Work to complete: Using the data below, return the stretch from the line that contains "be positive, got" through the line that contains "of the result.", both included, exactly as it stands and nothing beyond it.

** Opening Available data block **

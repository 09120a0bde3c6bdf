use thiserror::Error;

/// Failures surfaced by filters and their execution backends.
#[derive(Debug, Error)]
pub enum FilterError {
    #[error("invalid input: {0}")]
    InvalidInput(String),

    #[error("{filter} expects {expected}")]
    WrongInput {
        filter: &'static str,
        expected: &'static str,
    },

    #[error("invalid parameter: {0}")]
    InvalidParams(String),

    #[error("platform index {index} out of range ({available} platforms found)")]
    PlatformOutOfRange { index: usize, available: usize },

    #[error("device index {index} out of range ({available} devices found)")]
    DeviceOutOfRange { index: usize, available: usize },

    #[error("failed to build program '{program}':\n{log}")]
    KernelBuild { program: String, log: String },

    #[error("error during operation '{operation}': {message}")]
    Backend { operation: String, message: String },

    #[error("{feature} is not supported by the {backend} backend")]
    Unsupported {
        backend: &'static str,
        feature: &'static str,
    },
}

impl FilterError {
    pub fn backend(operation: impl Into<String>, message: impl std::fmt::Display) -> Self {
        FilterError::Backend {
            operation: operation.into(),
            message: message.to_string(),
        }
    }
}
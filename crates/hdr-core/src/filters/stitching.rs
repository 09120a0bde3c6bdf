use rayon::prelude::*;
use serde::{Deserialize, Serialize};

use crate::color::{exposure_weight, luminance};
use crate::error::FilterError;
use crate::pixel_buf::{CHANNELS, ExposureSet, PixelBuffer};

#[derive(Clone, Debug, PartialEq, Serialize, Deserialize)]
#[serde(default)]
pub struct StitchingParams {
    /// Added to the weight sum so that pixels clipped in every exposure
    /// resolve to black instead of NaN.
    pub weight_epsilon: f32,
}

impl Default for StitchingParams {
    fn default() -> Self {
        Self {
            weight_epsilon: 1e-6,
        }
    }
}

impl StitchingParams {
    pub fn validate(&self) -> Result<(), FilterError> {
        if !(self.weight_epsilon.is_finite() && self.weight_epsilon > 0.0) {
            return Err(FilterError::InvalidParams(format!(
                "weight_epsilon must be positive, got {}",
                self.weight_epsilon
            )));
        }
        Ok(())
    }
}

/// Weighted radiance estimate for pixel `i`. Each sample is weighted by
/// how well exposed it is and divided by its exposure. The 4th channel
/// carries the luminance of the result.
pub fn fuse_pixel(set: &ExposureSet, i: usize, weight_epsilon: f32) -> [f32; 4] {
    let mut sum = [0.0_f32; 3];
    let mut weight_sum = 0.0_f32;
    for image in set.images() {
        let rgb = image.buffer.rgb(i);
        let w = exposure_weight(luminance(rgb));
        for c in 0..3 {
            sum[c] += rgb[c] / image.exposure * w;
        }
        weight_sum += w;
    }
    let norm = weight_sum + weight_epsilon;
    let hdr = [sum[0] / norm, sum[1] / norm, sum[2] / norm];
    [hdr[0], hdr[1], hdr[2], luminance(hdr)]
}

/// Fuse a bracket into one HDR buffer. Values are not clamped.
pub fn reference(set: &ExposureSet, params: &StitchingParams) -> PixelBuffer {
    let mut output = PixelBuffer::new(set.width(), set.height());
    for i in 0..output.pixel_count() {
        output.put_pixel(i, fuse_pixel(set, i, params.weight_epsilon));
    }
    output
}

pub fn parallel(set: &ExposureSet, params: &StitchingParams, local: usize) -> PixelBuffer {
    let mut output = PixelBuffer::new(set.width(), set.height());
    output
        .data
        .par_chunks_mut(CHANNELS)
        .enumerate()
        .with_min_len(local.max(1))
        .for_each(|(i, dst)| dst.copy_from_slice(&fuse_pixel(set, i, params.weight_epsilon)));
    output
}

#[cfg(test)]
mod tests {
    use super::*;
    use crate::pixel_buf::Exposure;

    fn bracket() -> ExposureSet {
        let scene = |x: usize| 0.02 + 0.3 * x as f32;
        let mut images = Vec::new();
        for exposure in [0.25_f32, 1.0, 4.0] {
            let mut buf = PixelBuffer::new(8, 2);
            for (i, px) in buf.data.chunks_exact_mut(4).enumerate() {
                let v = (scene(i % 8) * exposure).min(1.0);
                px.copy_from_slice(&[v, v, v, 0.0]);
            }
            images.push(Exposure {
                buffer: buf,
                exposure,
            });
        }
        ExposureSet::new(images).unwrap()
    }

    #[test]
    fn single_well_exposed_image_recovers_radiance() {
        let buf = PixelBuffer::filled(2, 2, [0.4, 0.2, 0.3, 0.0]);
        let set = ExposureSet::new(vec![Exposure {
            buffer: buf,
            exposure: 2.0,
        }])
        .unwrap();
        let out = reference(&set, &StitchingParams::default());
        let px = out.pixel(0);
        assert!((px[0] - 0.2).abs() < 1e-4, "got {}", px[0]);
        assert!((px[1] - 0.1).abs() < 1e-4, "got {}", px[1]);
        assert!((px[3] - luminance([px[0], px[1], px[2]])).abs() < 1e-6);
    }

    #[test]
    fn fused_radiance_tracks_scene_and_can_exceed_one() {
        let out = reference(&bracket(), &StitchingParams::default());
        for x in 1..8 {
            let expected = 0.02 + 0.3 * x as f32;
            let got = out.pixel(x)[0];
            assert!(
                (got - expected).abs() < 0.05 * expected,
                "x={x}: expected ~{expected}, got {got}"
            );
        }
        assert!(out.pixel(7)[0] > 1.0, "HDR output must not be clamped");
    }

    #[test]
    fn identical_mid_gray_exposures_fuse_to_the_same_gray() {
        let images = (0..3)
            .map(|_| Exposure {
                buffer: PixelBuffer::filled(3, 2, [0.5, 0.5, 0.5, 1.0]),
                exposure: 1.0,
            })
            .collect();
        let set = ExposureSet::new(images).unwrap();
        let out = reference(&set, &StitchingParams::default());
        for i in 0..out.pixel_count() {
            let px = out.pixel(i);
            for v in px {
                assert!((v - 0.5).abs() < 1e-5, "pixel {i}: {px:?}");
            }
        }
    }

    #[test]
    fn fully_clipped_pixel_is_black_not_nan() {
        let set = ExposureSet::new(vec![Exposure {
            buffer: PixelBuffer::filled(1, 1, [1.0, 1.0, 1.0, 0.0]),
            exposure: 1.0,
        }])
        .unwrap();
        let out = reference(&set, &StitchingParams::default());
        assert!(out.data.iter().all(|v| *v == 0.0));
    }

    #[test]
    fn parallel_matches_reference() {
        let set = bracket();
        let params = StitchingParams::default();
        let seq = reference(&set, &params);
        let par = parallel(&set, &params, 4);
        assert_eq!(seq, par);
    }
}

** Closing Available data block **

Exercise answer:
                "weight_epsilon must be positive, got {}",
                self.weight_epsilon
            )));
        }
        Ok(())
    }
}

/// Weighted radiance estimate for pixel `i`. Each sample is weighted by
/// how well exposed it is and divided by its exposure. The 4th channel
/// carries the luminance of the result.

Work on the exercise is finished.